Dataset excerpts:
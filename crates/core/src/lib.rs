// SPDX-License-Identifier: BUSL-1.1
// Copyright (c) 2026 Alfred Jean LLC

// Allow panic!/unwrap/expect in test code
#![cfg_attr(test, allow(clippy::panic))]
#![cfg_attr(test, allow(clippy::unwrap_used))]
#![cfg_attr(test, allow(clippy::expect_used))]

//! fanin-core: wait for a collection of event sources
//!
//! This crate provides:
//! - `EventAggregator` - Emits one combined event once every source fired
//! - `EventSource` trait and the in-process `Emitter`
//! - Indexed and keyed collections, with untyped input classified at the boundary
//! - TOML-loadable `AggregatorConfig`

pub mod aggregator;
pub mod collection;
pub mod config;
pub mod error;
pub mod event;
pub mod events;
pub mod source;

// Re-exports
pub use aggregator::{AggregatorBuilder, EventAggregator, Payload, State};
pub use collection::{Item, Position, Results, Sources};
pub use config::{AggregatorConfig, NonSourcePolicy};
pub use error::{BuildError, ConfigError, Failure, NonSourceElement};
pub use event::{EventName, Symbol, ERROR_EVENT};
pub use events::{Emission, EventReceiver};
pub use source::{Emitter, EventSource, Listener, Member, Opaque, TracedSource};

Requirement: No line may be skipped. Transcribe the listing above exactly.

Answer area:
filename crates/core/src/lib.rs
// SPDX-License-Identifier: BUSL-1.1
// Copyright (c) 2026 Alfred Jean LLC

// Allow panic!/unwrap/expect in test code
#![cfg_attr(test, allow(clippy::panic))]
#![cfg_attr(test, allow(clippy::unwrap_used))]
#![cfg_attr(test, allow(clippy::expect_used))]

//! fanin-core: wait for a collection of event sources
//!
//! This crate provides:
//! - `EventAggregator` - Emits one combined event once every source fired
//! - `EventSource` trait and the in-process `Emitter`
//! - Indexed and keyed collections, with untyped input classified at the boundary
//! - TOML-loadable `AggregatorConfig`

pub mod aggregator;
pub mod collection;
pub mod config;
pub mod error;
pub mod event;
pub mod events;
pub mod source;

// Re-exports
pub use aggregator::{AggregatorBuilder, EventAggregator, Payload, State};
pub use collection::{Item, Position, Results, Sources};
pub use config::{AggregatorConfig, NonSourcePolicy};
pub use error::{BuildError, ConfigError, Failure, NonSourceElement};
pub use event::{EventName, Symbol, ERROR_EVENT};
pub use events::{Emission, EventReceiver};
pub use source::{Emitter, EventSource, Listener, Member, Opaque, TracedSource};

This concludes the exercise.